* _TASK ITEM_
The answer must be a single number: the count of lines in the listing that hold the string "again".

* _DATASET_
//! Scheduling sweep behavior: idempotency, day windows, auto-completion.

mod common;

use chrono::{Duration, Local};

use vigil_rs::engine::{Engine, PeriodOptions};
use vigil_rs::error::Error;
use vigil_rs::event::EventKind;
use vigil_rs::model::*;
use vigil_rs::transport::RecordingTransport;

use common::*;

#[test]
fn sweep_enqueues_one_job_per_slot_and_is_idempotent() {
    let mut engine = engine();
    let (_, _, patient) = seed_care_team(&mut engine, "905321230001");
    let period = engine
        .create_period(patient.id, today(), 7, PeriodOptions::default())
        .unwrap();

    engine
        .add_question(question(period.id, 1, TimeSlot::Morning, 0, "Pain level?"))
        .unwrap();
    engine
        .add_question(question(period.id, 1, TimeSlot::Morning, 1, "Slept well?"))
        .unwrap();
    engine
        .add_question(question(period.id, 1, TimeSlot::Evening, 0, "Photo of the wound?"))
        .unwrap();

    let first = engine.sweep(Local::now()).unwrap();
    // Two slots have questions today: one job each, not one per question.
    assert_eq!(first.scheduled, 2);
    assert_eq!(first.completed, 0);
    assert_eq!(first.errors, 0);

    let second = engine.sweep(Local::now()).unwrap();
    assert_eq!(second.scheduled, 0);

    let jobs = engine
        .list_jobs(JobKind::Delivery, JobState::Scheduled)
        .unwrap();
    assert_eq!(jobs.len(), 2);
}

#[test]
fn sweep_skips_periods_that_have_not_started() {
    let mut engine = engine();
    let (_, _, patient) = seed_care_team(&mut engine, "905321230002");
    let period = engine
        .create_period(
            patient.id,
            today() + Duration::days(3),
            7,
            PeriodOptions::default(),
        )
        .unwrap();
    engine
        .add_question(question(period.id, 1, TimeSlot::Morning, 0, "How are you?"))
        .unwrap();

    let outcome = engine.sweep(Local::now()).unwrap();
    assert_eq!(outcome.scheduled, 0);
    assert!(
        engine
            .list_jobs(JobKind::Delivery, JobState::Scheduled)
            .unwrap()
            .is_empty()
    );
}

#[test]
fn sweep_completes_elapsed_period_and_schedules_nothing_for_it() {
    let mut engine = engine();
    let (_, _, patient) = seed_care_team(&mut engine, "905321230003");
    // Started 5 days ago with a 5-day duration: today is day 6.
    let period = engine
        .create_period(
            patient.id,
            today() - Duration::days(5),
            5,
            PeriodOptions::default(),
        )
        .unwrap();
    engine
        .add_question(question(period.id, 5, TimeSlot::Morning, 0, "Final check?"))
        .unwrap();

    let outcome = engine.sweep(Local::now()).unwrap();
    assert_eq!(outcome.completed, 1);
    assert_eq!(outcome.scheduled, 0);

    assert_eq!(
        engine.period(period.id).unwrap().status,
        PeriodStatus::Completed
    );
    assert_eq!(engine.patient(patient.id).unwrap().current_period_id, None);

    let events = engine.events_since(0).unwrap();
    assert!(events.iter().any(|e| matches!(
        e.kind,
        EventKind::PeriodCompleted { period_id, .. } if period_id == period.id
    )));
}

#[test]
fn elapsed_period_without_auto_complete_stays_active() {
    let mut engine = engine();
    let (_, _, patient) = seed_care_team(&mut engine, "905321230004");
    let period = engine
        .create_period(
            patient.id,
            today() - Duration::days(10),
            5,
            PeriodOptions {
                auto_complete: false,
                ..PeriodOptions::default()
            },
        )
        .unwrap();

    let outcome = engine.sweep(Local::now()).unwrap();
    assert_eq!(outcome.completed, 0);
    assert_eq!(
        engine.period(period.id).unwrap().status,
        PeriodStatus::Active
    );
}

#[test]
fn sweep_marks_unanswered_past_days_missed() {
    let mut engine = engine();
    let (_, _, patient) = seed_care_team(&mut engine, "905321230005");
    // Day 3 today; days 1 and 2 never got an answer.
    let period = engine
        .create_period(
            patient.id,
            today() - Duration::days(2),
            10,
            PeriodOptions::default(),
        )
        .unwrap();

    engine.sweep(Local::now()).unwrap();

    assert_eq!(
        engine.day_log(period.id, 1).unwrap().status,
        DayStatus::Missed
    );
    assert_eq!(
        engine.day_log(period.id, 2).unwrap().status,
        DayStatus::Missed
    );
    assert_eq!(
        engine.day_log(period.id, 3).unwrap().status,
        DayStatus::Pending
    );
}

#[test]
fn second_active_period_is_rejected_without_side_effects() {
    let mut engine = engine();
    let (_, _, patient) = seed_care_team(&mut engine, "905321230006");
    let first = engine
        .create_period(patient.id, today(), 7, PeriodOptions::default())
        .unwrap();

    let err = engine
        .create_period(patient.id, today(), 14, PeriodOptions::default())
        .unwrap_err();
    assert!(matches!(err, Error::Conflict(_)), "got {err:?}");

    // The rejected transaction left nothing behind.
    assert_eq!(
        engine.patient(patient.id).unwrap().current_period_id,
        Some(first.id)
    );
    let started: Vec<_> = engine
        .events_since(0)
        .unwrap()
        .into_iter()
        .filter(|e| matches!(e.kind, EventKind::PeriodStarted { .. }))
        .collect();
    assert_eq!(started.len(), 1);
}

#[test]
fn period_duration_is_bounded() {
    let mut engine = engine();
    let (_, _, patient) = seed_care_team(&mut engine, "905321230007");

    assert!(
        engine
            .create_period(patient.id, today(), 0, PeriodOptions::default())
            .is_err()
    );
    assert!(
        engine
            .create_period(patient.id, today(), 366, PeriodOptions::default())
            .is_err()
    );
    assert!(
        engine
            .create_period(patient.id, today(), 365, PeriodOptions::default())
            .is_ok()
    );
}

#[test]
fn cancelled_period_detaches_from_patient() {
    let mut engine = engine();
    let (_, _, patient) = seed_care_team(&mut engine, "905321230008");
    let period = engine
        .create_period(patient.id, today(), 7, PeriodOptions::default())
        .unwrap();

    engine.cancel_period(period.id).unwrap();

    assert_eq!(
        engine.period(period.id).unwrap().status,
        PeriodStatus::Cancelled
    );
    assert_eq!(engine.patient(patient.id).unwrap().current_period_id, None);

    // Terminal: cancelling again is an invalid transition.
    assert!(matches!(
        engine.cancel_period(period.id),
        Err(Error::InvalidTransition { .. })
    ));
}

#[tokio::test]
async fn visit_reminders_cover_today_and_tomorrow_exactly_once() {
    let mut engine = engine();
    let (_, _, patient) = seed_care_team(&mut engine, "905321230010");
    engine
        .create_visit(patient.id, today(), Some("wound check".to_string()))
        .unwrap();
    engine
        .create_visit(patient.id, today() + Duration::days(1), None)
        .unwrap();
    // Outside the reminder window.
    engine
        .create_visit(patient.id, today() + Duration::days(3), None)
        .unwrap();

    let transport = RecordingTransport::new();
    let sent = engine.check_visits(Local::now(), &transport).await.unwrap();
    assert_eq!(sent, 2);
    assert!(
        transport
            .sent()
            .iter()
            .all(|(phone, _)| phone == &patient.phone)
    );

    // Reminded visits are skipped on the next pass.
    let again = engine.check_visits(Local::now(), &transport).await.unwrap();
    assert_eq!(again, 0);
    assert_eq!(transport.sent().len(), 2);
}

#[tokio::test]
async fn failed_visit_reminder_stays_pending_for_the_next_pass() {
    let mut engine = engine();
    let (_, _, patient) = seed_care_team(&mut engine, "905321230011");
    engine.create_visit(patient.id, today(), None).unwrap();

    let transport = RecordingTransport::failing_first(1);
    let sent = engine.check_visits(Local::now(), &transport).await.unwrap();
    assert_eq!(sent, 0);

    // The visit was left unreminded, so the retry delivers it.
    let sent = engine.check_visits(Local::now(), &transport).await.unwrap();
    assert_eq!(sent, 1);
    assert_eq!(transport.sent().len(), 1);
}

#[test]
fn state_survives_reopen() {
    let dir = tempfile::tempdir().unwrap();
    let path = dir.path().join("vigil.db");

    let patient_id = {
        let mut engine = Engine::open(&path).unwrap();
        let (_, _, patient) = seed_care_team(&mut engine, "905321230009");
        engine
            .create_period(patient.id, today(), 7, PeriodOptions::default())
            .unwrap();
        patient.id
    };

    let engine = Engine::open(&path).unwrap();
    let patient = engine.patient(patient_id).unwrap();
    assert!(patient.current_period_id.is_some());
    assert_eq!(engine.events_since(0).unwrap().len(), 2);
}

* _FINISHED TASK_
3